Work to complete.
Find every line in the records below that holds the word "radius", and copy it out.

Records shown.
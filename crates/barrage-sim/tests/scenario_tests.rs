//! Scenarios loaded from JSON and driven through the public engine API.

use barrage_core::events::SimEvent;
use barrage_sim::cron::Flow;
use barrage_sim::engine::{SimConfig, SimulationEngine};
use barrage_sim::scenario::{Scenario, ScenarioError};

const SMALL: &str = r##"{
    "entries": [
        {"at": 0.5, "action": {"type": "set_label", "text": "Eight way"}},
        {"at": 0.5, "action": {
            "type": "spawn_pattern",
            "position": [512, 384],
            "source": {
                "bullets": 8,
                "ring": {"radius": 20, "count": 8},
                "heartbeat": {"period": 0.5, "pattern": "#."}
            },
            "bullet": {"sprite": "cyan", "speed": 50, "fade": 1, "lifetime": 5},
            "lifetime": 1.4
        }},
        {"at": 2.0, "action": {"type": "show_stats"}},
        {"at": 2.5, "action": {"type": "stop"}}
    ]
}"##;

fn run_to_stop(engine: &mut SimulationEngine, dt: f64, max_frames: usize) -> (usize, Vec<SimEvent>) {
    let mut events = Vec::new();
    for frame in 0..max_frames {
        let flow = engine.tick(dt).unwrap();
        events.extend(engine.drain_events());
        if flow == Flow::Stop {
            return (frame + 1, events);
        }
    }
    panic!("scenario did not stop within {max_frames} frames");
}

#[test]
fn test_json_scenario_runs_to_stop() {
    let scenario = Scenario::from_json(SMALL).unwrap();
    assert_eq!(scenario.entries.len(), 4);
    assert_eq!(scenario.end_time(), 2.5);

    let mut engine = SimulationEngine::new(SimConfig::default(), scenario).unwrap();
    let (frames, events) = run_to_stop(&mut engine, 1.0 / 60.0, 1000);
    assert!((149..=151).contains(&frames), "{frames}");
    assert!(engine.is_finished());

    let labels: Vec<&str> = events
        .iter()
        .filter_map(|e| match e {
            SimEvent::LabelChanged { text, .. } => Some(text.as_str()),
            _ => None,
        })
        .collect();
    assert_eq!(labels, vec!["Eight way"]);
    assert!(events
        .iter()
        .any(|e| matches!(e, SimEvent::PatternSpawned { bullets: 8, .. })));
    assert!(matches!(events.last(), Some(SimEvent::Stopped { .. })));

    // the pattern expired at 1.9 after three volleys
    assert_eq!(engine.snapshot().counts.patterns, 0);
    assert_eq!(engine.snapshot().counts.sprites, 24);

    let stats = engine.stats();
    assert_eq!(stats.most_sprites, 24);
    assert_eq!(stats.slowest_fps, 999);
    let world = engine.world();
    let texts: Vec<String> = engine
        .snapshot()
        .texts
        .into_iter()
        .map(|t| t.text)
        .collect();
    assert!(texts.contains(&"Most: 24 Sprites at 60 FPS".to_string()), "{texts:?}");
    assert_eq!(engine.hud().title_text(world), Some("Eight way"));
}

#[test]
fn test_scenario_json_round_trip_through_engine() {
    let scenario = Scenario::from_json(SMALL).unwrap();
    let dumped = scenario.to_json().unwrap();
    let reloaded = Scenario::from_json(&dumped).unwrap();
    assert_eq!(reloaded, scenario);
}

#[test]
fn test_rejects_negative_time() {
    let json = r#"{"entries": [{"at": -1, "action": {"type": "stop"}}]}"#;
    assert!(matches!(
        Scenario::from_json(json),
        Err(ScenarioError::InvalidTime { index: 0, .. })
    ));
}

#[test]
fn test_rejects_malformed_pattern() {
    let json = r##"{"entries": [{"at": 1, "action": {
        "type": "spawn_pattern",
        "position": [0, 0],
        "source": {
            "bullets": 4,
            "ring": {"radius": 20, "count": 0},
            "heartbeat": {"period": 1, "pattern": "#"}
        },
        "bullet": {"sprite": "red", "speed": 50}
    }}]}"##;
    assert!(Scenario::from_json(json).is_err());
}

#[test]
fn test_full_demo_reaches_stop() {
    let config = SimConfig::default();
    let dt = config.max_dt();
    let mut engine = SimulationEngine::demo(config).unwrap();
    let (_, events) = run_to_stop(&mut engine, dt, 10_000);

    let stopped_at = events.iter().find_map(|e| match e {
        SimEvent::Stopped { at } => Some(*at),
        _ => None,
    });
    assert!(stopped_at.is_some_and(|t| (215.0..215.1).contains(&t)));
    assert!(events
        .iter()
        .any(|e| matches!(e, SimEvent::StatsShown { .. })));
    assert!(!events
        .iter()
        .any(|e| matches!(e, SimEvent::PatternRejected { .. })));
    assert!(engine.stats().slowest_sprites > 100);
}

Result of this exercise.
                "ring": {"radius": 20, "count": 8},
            "ring": {"radius": 20, "count": 0},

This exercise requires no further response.